Is Chinese society again coming unhinged? The government seems to think so. For months, the state media have been waging a propaganda campaign to dissuade people from believing in fortunetelling, geomancy (in which “masters” consult Taoist texts to determine the most auspicious location for buildings and furniture) and other superstitions. All the while, it seems, the state has also been preparing its case against Falun Gong. Even as police ransacked houses and set up roadblocks last week, front-page newspaper headlines skewered Li as a liar and a cheat. A special 75-minute television special aired repeatedly last Thursday warned that practicing Falun Gong could trigger disorientation, paranoia, hallucinations, “sickness, handicaps and even death.” The documentary also showcased alleged practitioners who had killed themselves. One vignette recalled a devotee who became convinced he had a “wheel of law” revolving in his abdomen–Li says he personally places such a wheel into each of his followers–and died when he tried to look for it by cutting his stomach open.
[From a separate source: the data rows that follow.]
use sea_orm::entity::prelude::*;

use crate::types::UserRole;

#[derive(Clone, Debug, PartialEq, Eq, DeriveEntityModel)]
#[sea_orm(table_name = "users")]
pub struct Model {
    #[sea_orm(primary_key)]
    pub id: i64,
    #[sea_orm(unique)]
    pub email: String,
    pub hashed_password: String,
    pub full_name: String,
    pub role: UserRole,
    pub is_active: bool,
    pub created_at: DateTimeUtc,
    pub updated_at: DateTimeUtc,
}

#[derive(Copy, Clone, Debug, EnumIter, DeriveRelation)]
pub enum Relation {}

impl ActiveModelBehavior for ActiveModel {}
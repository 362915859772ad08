use db::models::{
    project::AddDependency,
    task::{CreateTask, Task, TaskBrief, TaskWithRelations, UpdateTask},
};
use reqwest::Method;
use utils::{
    pagination::{PageParams, Paginated},
    response::MessageResponse,
};

use super::ApiClient;
use crate::{
    cache::{Mutation, QueryParams, Resource},
    error::ClientError,
};

#[derive(Debug, Clone, Default, PartialEq, Eq)]
pub struct TaskListFilter {
    pub team_id: Option<i64>,
    pub project_id: Option<i64>,
    pub release_id: Option<i64>,
    pub task_type_id: Option<i64>,
    pub status: Option<String>,
}

impl TaskListFilter {
    fn params(&self, page: PageParams) -> QueryParams {
        QueryParams::new()
            .with_opt("team_id", self.team_id)
            .with_opt("project_id", self.project_id)
            .with_opt("release_id", self.release_id)
            .with_opt("task_type_id", self.task_type_id)
            .with_opt("status", self.status.as_deref())
            .with_page(page)
    }
}

impl ApiClient {
    pub async fn list_tasks(
        &self,
        filter: &TaskListFilter,
        page: PageParams,
    ) -> Result<Paginated<Task>, ClientError> {
        self.get(Resource::Tasks, "/tasks", filter.params(page)).await
    }

    pub async fn get_task(&self, task_id: i64) -> Result<TaskWithRelations, ClientError> {
        self.get(
            Resource::Tasks,
            &format!("/tasks/{task_id}"),
            QueryParams::new(),
        )
        .await
    }

    /// Looks a task up by its `PREFIX-N` id; matching is case-insensitive.
    pub async fn get_task_by_display_id(
        &self,
        display_id: &str,
    ) -> Result<TaskWithRelations, ClientError> {
        self.get(
            Resource::Tasks,
            &format!("/tasks/by-display-id/{display_id}"),
            QueryParams::new(),
        )
        .await
    }

    pub async fn create_task(&self, payload: &CreateTask) -> Result<Task, ClientError> {
        self.mutate(Method::POST, "/tasks", Some(payload), Mutation::Task)
            .await
    }

    pub async fn update_task(&self, task_id: i64, payload: &UpdateTask) -> Result<Task, ClientError> {
        self.mutate(
            Method::PATCH,
            &format!("/tasks/{task_id}"),
            Some(payload),
            Mutation::Task,
        )
        .await
    }

    /// Sends a patch that carries only the new status.
    pub async fn set_task_status(&self, task_id: i64, status: &str) -> Result<Task, ClientError> {
        let payload = UpdateTask {
            status: Some(status.to_string()),
            ..Default::default()
        };
        self.update_task(task_id, &payload).await
    }

    pub async fn delete_task(&self, task_id: i64) -> Result<MessageResponse, ClientError> {
        self.mutate(
            Method::DELETE,
            &format!("/tasks/{task_id}"),
            None::<&()>,
            Mutation::Task,
        )
        .await
    }

    pub async fn list_task_dependencies(&self, task_id: i64) -> Result<Vec<TaskBrief>, ClientError> {
        self.get(
            Resource::Tasks,
            &format!("/tasks/{task_id}/dependencies"),
            QueryParams::new(),
        )
        .await
    }

    pub async fn add_task_dependency(
        &self,
        task_id: i64,
        depends_on_id: i64,
    ) -> Result<Vec<TaskBrief>, ClientError> {
        self.mutate(
            Method::POST,
            &format!("/tasks/{task_id}/dependencies"),
            Some(&AddDependency { depends_on_id }),
            Mutation::Task,
        )
        .await
    }

    pub async fn remove_task_dependency(
        &self,
        task_id: i64,
        depends_on_id: i64,
    ) -> Result<MessageResponse, ClientError> {
        self.mutate(
            Method::DELETE,
            &format!("/tasks/{task_id}/dependencies/{depends_on_id}"),
            None::<&()>,
            Mutation::Task,
        )
        .await
    }
}
use db::models::{
    project_type::{CreateProjectType, ProjectType, ProjectTypeStats, UpdateProjectType},
    task_type::{CreateTaskType, TaskType, TaskTypeStats, UpdateTaskType},
    type_field::{
        CreateTypeField, MigrateType, MigrationResult, TypeField, UpdateTypeField, UpdateWorkflow,
    },
};
use reqwest::Method;
use utils::{
    pagination::{PageParams, Paginated},
    response::MessageResponse,
};

use super::ApiClient;
use crate::{
    cache::{Mutation, QueryParams, Resource},
    error::ClientError,
};

impl ApiClient {
    pub async fn list_project_types(
        &self,
        page: PageParams,
    ) -> Result<Paginated<ProjectType>, ClientError> {
        self.get(
            Resource::ProjectTypes,
            "/project-types",
            QueryParams::new().with_page(page),
        )
        .await
    }

    pub async fn get_project_type(&self, id: i64) -> Result<ProjectType, ClientError> {
        self.get(
            Resource::ProjectTypes,
            &format!("/project-types/{id}"),
            QueryParams::new(),
        )
        .await
    }

    pub async fn project_type_stats(&self, id: i64) -> Result<ProjectTypeStats, ClientError> {
        self.get(
            Resource::ProjectTypes,
            &format!("/project-types/{id}/stats"),
            QueryParams::new(),
        )
        .await
    }

    pub async fn create_project_type(
        &self,
        payload: &CreateProjectType,
    ) -> Result<ProjectType, ClientError> {
        self.mutate(
            Method::POST,
            "/project-types",
            Some(payload),
            Mutation::ProjectType,
        )
        .await
    }

    pub async fn update_project_type(
        &self,
        id: i64,
        payload: &UpdateProjectType,
    ) -> Result<ProjectType, ClientError> {
        self.mutate(
            Method::PATCH,
            &format!("/project-types/{id}"),
            Some(payload),
            Mutation::ProjectType,
        )
        .await
    }

    pub async fn update_project_type_workflow(
        &self,
        id: i64,
        payload: &UpdateWorkflow,
    ) -> Result<ProjectType, ClientError> {
        self.mutate(
            Method::PATCH,
            &format!("/project-types/{id}/workflow"),
            Some(payload),
            Mutation::ProjectType,
        )
        .await
    }

    pub async fn migrate_project_type(
        &self,
        id: i64,
        payload: &MigrateType,
    ) -> Result<MigrationResult, ClientError> {
        self.mutate(
            Method::POST,
            &format!("/project-types/{id}/migrate"),
            Some(payload),
            Mutation::ProjectType,
        )
        .await
    }

    pub async fn delete_project_type(&self, id: i64) -> Result<MessageResponse, ClientError> {
        self.mutate(
            Method::DELETE,
            &format!("/project-types/{id}"),
            None::<&()>,
            Mutation::ProjectType,
        )
        .await
    }

    pub async fn add_project_type_field(
        &self,
        id: i64,
        payload: &CreateTypeField,
    ) -> Result<TypeField, ClientError> {
        self.mutate(
            Method::POST,
            &format!("/project-types/{id}/fields"),
            Some(payload),
            Mutation::ProjectType,
        )
        .await
    }

    pub async fn update_project_type_field(
        &self,
        id: i64,
        field_id: i64,
        payload: &UpdateTypeField,
    ) -> Result<TypeField, ClientError> {
        self.mutate(
            Method::PATCH,
            &format!("/project-types/{id}/fields/{field_id}"),
            Some(payload),
            Mutation::ProjectType,
        )
        .await
    }

    pub async fn delete_project_type_field(
        &self,
        id: i64,
        field_id: i64,
    ) -> Result<MessageResponse, ClientError> {
        self.mutate(
            Method::DELETE,
            &format!("/project-types/{id}/fields/{field_id}"),
            None::<&()>,
            Mutation::ProjectType,
        )
        .await
    }

    pub async fn list_task_types(
        &self,
        team_id: Option<i64>,
        page: PageParams,
    ) -> Result<Paginated<TaskType>, ClientError> {
        let params = QueryParams::new()
            .with_opt("team_id", team_id)
            .with_page(page);
        self.get(Resource::TaskTypes, "/task-types", params).await
    }

    pub async fn get_task_type(&self, id: i64) -> Result<TaskType, ClientError> {
        self.get(
            Resource::TaskTypes,
            &format!("/task-types/{id}"),
            QueryParams::new(),
        )
        .await
    }

    pub async fn task_type_stats(&self, id: i64) -> Result<TaskTypeStats, ClientError> {
        self.get(
            Resource::TaskTypes,
            &format!("/task-types/{id}/stats"),
            QueryParams::new(),
        )
        .await
    }

    pub async fn create_task_type(
        &self,
        team_id: i64,
        payload: &CreateTaskType,
    ) -> Result<TaskType, ClientError> {
        self.mutate_with_query(
            Method::POST,
            "/task-types",
            QueryParams::new().with("team_id", team_id),
            Some(payload),
            Mutation::TaskType,
        )
        .await
    }

    pub async fn update_task_type(
        &self,
        id: i64,
        payload: &UpdateTaskType,
    ) -> Result<TaskType, ClientError> {
        self.mutate(
            Method::PATCH,
            &format!("/task-types/{id}"),
            Some(payload),
            Mutation::TaskType,
        )
        .await
    }

    pub async fn update_task_type_workflow(
        &self,
        id: i64,
        payload: &UpdateWorkflow,
    ) -> Result<TaskType, ClientError> {
        self.mutate(
            Method::PATCH,
            &format!("/task-types/{id}/workflow"),
            Some(payload),
            Mutation::TaskType,
        )
        .await
    }

    pub async fn migrate_task_type(
        &self,
        id: i64,
        payload: &MigrateType,
    ) -> Result<MigrationResult, ClientError> {
        self.mutate(
            Method::POST,
            &format!("/task-types/{id}/migrate"),
            Some(payload),
            Mutation::TaskType,
        )
        .await
    }

    pub async fn delete_task_type(&self, id: i64) -> Result<MessageResponse, ClientError> {
        self.mutate(
            Method::DELETE,
            &format!("/task-types/{id}"),
            None::<&()>,
            Mutation::TaskType,
        )
        .await
    }

    pub async fn add_task_type_field(
        &self,
        id: i64,
        payload: &CreateTypeField,
    ) -> Result<TypeField, ClientError> {
        self.mutate(
            Method::POST,
            &format!("/task-types/{id}/fields"),
            Some(payload),
            Mutation::TaskType,
        )
        .await
    }

    pub async fn update_task_type_field(
        &self,
        id: i64,
        field_id: i64,
        payload: &UpdateTypeField,
    ) -> Result<TypeField, ClientError> {
        self.mutate(
            Method::PATCH,
            &format!("/task-types/{id}/fields/{field_id}"),
            Some(payload),
            Mutation::TaskType,
        )
        .await
    }

    pub async fn delete_task_type_field(
        &self,
        id: i64,
        field_id: i64,
    ) -> Result<MessageResponse, ClientError> {
        self.mutate(
            Method::DELETE,
            &format!("/task-types/{id}/fields/{field_id}"),
            None::<&()>,
            Mutation::TaskType,
        )
        .await
    }
}
#[cfg(test)]
mod tests {
    use axum::http::StatusCode;
    use serde_json::{Value, json};

    use crate::test_support::TestApp;

    struct Fixture {
        team: i64,
        story: Value,
        bug: Value,
        other_team_type: Value,
    }

    async fn fixture(app: &TestApp) -> Fixture {
        let team = app
            .ok(
                "POST",
                "/api/v1/teams",
                Some(json!({"name": "Core", "slug": "core"})),
            )
            .await;
        let other = app
            .ok(
                "POST",
                "/api/v1/teams",
                Some(json!({"name": "Ops", "slug": "ops"})),
            )
            .await;
        let team = team["id"].as_i64().unwrap();
        let story = app
            .ok(
                "POST",
                &format!("/api/v1/task-types?team_id={team}"),
                Some(json!({
                    "name": "Story",
                    "slug": "story",
                    "workflow": ["todo", "review", "done"],
                    "fields": [{"key": "points", "label": "Points", "field_type": "number"}]
                })),
            )
            .await;
        let bug = app
            .ok(
                "POST",
                &format!("/api/v1/task-types?team_id={team}"),
                Some(json!({
                    "name": "Bug",
                    "slug": "bug",
                    "workflow": ["triage", "done"],
                    "fields": [{"key": "severity", "label": "Severity", "field_type": "select",
                                "options": ["low", "high"]}]
                })),
            )
            .await;
        let other_team_type = app
            .ok(
                "POST",
                &format!("/api/v1/task-types?team_id={}", other["id"]),
                Some(json!({"name": "Chore", "slug": "chore", "workflow": ["open"]})),
            )
            .await;
        Fixture {
            team,
            story,
            bug,
            other_team_type,
        }
    }

    async fn create_task(app: &TestApp, team: i64, task_type: &Value, title: &str) -> Value {
        app.ok(
            "POST",
            "/api/v1/tasks",
            Some(json!({
                "title": title,
                "team_id": team,
                "task_type_id": task_type["id"],
                "custom_data": {"points": 2}
            })),
        )
        .await
    }

    #[tokio::test]
    async fn create_assigns_display_id_and_initial_status() {
        let app = TestApp::new().await;
        let fx = fixture(&app).await;
        let first = create_task(&app, fx.team, &fx.story, "First").await;
        let second = create_task(&app, fx.team, &fx.story, "Second").await;
        assert_eq!(first["display_id"], "CORE-1");
        assert_eq!(second["display_id"], "CORE-2");
        assert_eq!(first["status"], "todo");
        assert_eq!(first["custom_data"], json!({"points": 2}));

        let found = app
            .ok("GET", "/api/v1/tasks/by-display-id/core-2", None)
            .await;
        assert_eq!(found["id"], second["id"]);
        assert_eq!(found["github_links"], json!([]));

        let (status, _) = app
            .send(
                "GET",
                "/api/v1/tasks/by-display-id/CORE-99",
                Some(&app.admin_token),
                None,
            )
            .await;
        assert_eq!(status, StatusCode::NOT_FOUND);
    }

    #[tokio::test]
    async fn create_rejects_mismatched_team_and_missing_links() {
        let app = TestApp::new().await;
        let fx = fixture(&app).await;
        let cases = [
            json!({"title": "X", "team_id": fx.team, "task_type_id": fx.other_team_type["id"]}),
            json!({"title": "X", "team_id": 999, "task_type_id": fx.story["id"]}),
            json!({"title": "X", "team_id": fx.team, "task_type_id": fx.story["id"],
                   "project_id": 999}),
            json!({"title": "X", "team_id": fx.team, "task_type_id": fx.story["id"],
                   "release_id": 999}),
            json!({"title": "X", "team_id": fx.team, "task_type_id": fx.story["id"],
                   "custom_data": {"points": "many"}}),
        ];
        for body in cases {
            let (status, _) = app
                .send("POST", "/api/v1/tasks", Some(&app.admin_token), Some(body))
                .await;
            assert_eq!(status, StatusCode::BAD_REQUEST);
        }
    }

    #[tokio::test]
    async fn type_change_coerces_status_and_revalidates_data() {
        let app = TestApp::new().await;
        let fx = fixture(&app).await;
        let task = create_task(&app, fx.team, &fx.story, "Switch").await;
        let uri = format!("/api/v1/tasks/{}", task["id"]);

        app.ok("PATCH", &uri, Some(json!({"status": "done"}))).await;

        let retyped = app
            .ok("PATCH", &uri, Some(json!({"task_type_id": fx.bug["id"]})))
            .await;
        assert_eq!(retyped["status"], "done");
        assert_eq!(retyped["custom_data"], json!({}));

        let back = app
            .ok(
                "PATCH",
                &uri,
                Some(json!({"task_type_id": fx.story["id"], "status": "review"})),
            )
            .await;
        assert_eq!(back["status"], "review");

        let retyped = app
            .ok("PATCH", &uri, Some(json!({"task_type_id": fx.bug["id"]})))
            .await;
        assert_eq!(retyped["status"], "triage");

        let (status, _) = app
            .send(
                "PATCH",
                &uri,
                Some(&app.admin_token),
                Some(json!({"status": "review"})),
            )
            .await;
        assert_eq!(status, StatusCode::BAD_REQUEST);

        let (status, _) = app
            .send(
                "PATCH",
                &uri,
                Some(&app.admin_token),
                Some(json!({"task_type_id": fx.other_team_type["id"]})),
            )
            .await;
        assert_eq!(status, StatusCode::BAD_REQUEST);
    }

    #[tokio::test]
    async fn patch_clears_nullable_fields_and_tracks_project() {
        let app = TestApp::new().await;
        let fx = fixture(&app).await;
        let project_type = app
            .ok(
                "POST",
                "/api/v1/project-types",
                Some(json!({"name": "Epic", "slug": "epic", "workflow": ["open"]})),
            )
            .await;
        let project = app
            .ok(
                "POST",
                "/api/v1/projects",
                Some(json!({"title": "Parent", "project_type_id": project_type["id"]})),
            )
            .await;
        let task = create_task(&app, fx.team, &fx.story, "Child").await;
        let uri = format!("/api/v1/tasks/{}", task["id"]);

        let linked = app
            .ok(
                "PATCH",
                &uri,
                Some(json!({"project_id": project["id"], "estimation": 5.5})),
            )
            .await;
        assert_eq!(linked["project_id"], project["id"]);
        let detail = app
            .ok("GET", &format!("/api/v1/projects/{}", project["id"]), None)
            .await;
        assert_eq!(detail["tasks"][0]["id"], task["id"]);

        let cleared = app
            .ok(
                "PATCH",
                &uri,
                Some(json!({"project_id": null, "estimation": null})),
            )
            .await;
        assert!(cleared["project_id"].is_null());
        assert!(cleared["estimation"].is_null());
        assert_eq!(cleared["title"], "Child");
    }

    #[tokio::test]
    async fn dependencies_are_listed_both_ways() {
        let app = TestApp::new().await;
        let fx = fixture(&app).await;
        let a = create_task(&app, fx.team, &fx.story, "A").await;
        let b = create_task(&app, fx.team, &fx.story, "B").await;

        let deps = app
            .ok(
                "POST",
                &format!("/api/v1/tasks/{}/dependencies", a["id"]),
                Some(json!({"depends_on_id": b["id"]})),
            )
            .await;
        assert_eq!(deps[0]["display_id"], b["display_id"]);

        let (status, _) = app
            .send(
                "POST",
                &format!("/api/v1/tasks/{}/dependencies", b["id"]),
                Some(&app.admin_token),
                Some(json!({"depends_on_id": a["id"]})),
            )
            .await;
        assert_eq!(status, StatusCode::BAD_REQUEST);

        let detail = app
            .ok("GET", &format!("/api/v1/tasks/{}", b["id"]), None)
            .await;
        assert_eq!(detail["dependents"][0]["id"], a["id"]);

        app.ok(
            "DELETE",
            &format!("/api/v1/tasks/{}/dependencies/{}", a["id"], b["id"]),
            None,
        )
        .await;
        app.ok("DELETE", &format!("/api/v1/tasks/{}", a["id"]), None)
            .await;
        let (status, _) = app
            .send(
                "GET",
                &format!("/api/v1/tasks/{}", a["id"]),
                Some(&app.admin_token),
                None,
            )
            .await;
        assert_eq!(status, StatusCode::NOT_FOUND);
    }
}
The clear aim of the media onslaught is to convince Li’s followers that he’s a charlatan. A lengthy expose by China’s official news agency on Li’s “life and times” went a step further, claiming that he had reaped huge profits from the sale of his books and tapes to buy “luxury houses and limousines.” Li denies such charges–in the NEWSWEEK interview, he claimed that he had difficulty coming up with the air fare to attend a meeting of Falun Gong practitioners in Australia–and he predicts the government campaign will backfire. “Why does the government fear the people?” he asked NEWSWEEK. “Only bad guys are afraid of good people.” The party, in any case, has more to worry about than Falun Gong. Marxism is dead, and with or without Master Li, millions of Chinese are feeling dangerously adrift.